Sebuah studi yang diterbitkan di Nature pada tahun 2015 menemukan bahwa orang-orang Suku Fore yang secara teratur mengkonsumsi otak manusia telah mengembangkan ketahanan terhadap penyakit prion, sebuah penemuan yang masih membantu para ilmuwan memahami penyakit otak degeneratif, penyakit sapi gila, penyakit Creutzfeldt-Jakob, dan beberapa kasus demensia.

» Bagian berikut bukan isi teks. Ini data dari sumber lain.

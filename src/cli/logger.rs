use log::{Level, LevelFilter, Log, Metadata, Record};

use super::CliError;

#[inline]
fn red(string: &str) -> String {
    format!("{}{}{}", "\u{001b}[31m\u{001b}[1m", string, "\u{001b}[0m")
}

#[inline]
fn yellow(string: &str) -> String {
    format!("{}{}{}", "\u{001b}[33m\u{001b}[1m", string, "\u{001b}[0m")
}

#[inline]
fn blue(string: &str) -> String {
    format!("{}{}{}", "\u{001b}[34m\u{001b}[1m", string, "\u{001b}[0m")
}

/// Writes log records to stderr, one line each.
struct StderrLogger {
    level: LevelFilter,
}

impl Log for StderrLogger {
    fn enabled(&self, metadata: &Metadata) -> bool {
        metadata.level() <= self.level
    }

    fn log(&self, record: &Record) {
        if !self.enabled(record.metadata()) {
            return;
        }
        let label = match record.level() {
            Level::Error => red("error"),
            Level::Warn => yellow("warn"),
            Level::Info => blue("info"),
            Level::Debug => "debug".to_string(),
            Level::Trace => "trace".to_string(),
        };
        eprintln!("{}: {}", label, record.args());
    }

    fn flush(&self) {}
}

/// Installs the stderr logger: `Debug` when verbose, `Warn` otherwise.
/// `trace` adds the per-sample division messages.
pub fn init_logger(verbose: bool, trace: bool) -> Result<(), CliError> {
    let level = match (verbose, trace) {
        (_, true) => LevelFilter::Trace,
        (true, false) => LevelFilter::Debug,
        (false, false) => LevelFilter::Warn,
    };
    log::set_boxed_logger(Box::new(StderrLogger { level }))?;
    log::set_max_level(level);
    Ok(())
}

“Ini adalah contoh nyata bagaimana evolusi darwin terjadi pada manusia. Epidemi penyakit kuru prion membuat satu buah genetik berubah yang kemudian memberikan perlindungan terhadap penyakit fatal demensia,” ujar John Collinge dari University College London yang terlibat dalam studi, dikutip dari Reuters.

Di seluruh dunia, sekitar 47,5 juta orang menderita demensia dan ada 7,7 juta kasus baru setiap tahun, menurut Organisasi Kesehatan Dunia.

Jumlah total kasus diproyeksikan mencapai 75,6 juta pada 2030 dan hampir tiga kali lipat pada tahun 2050 menjadi 135,5 juta.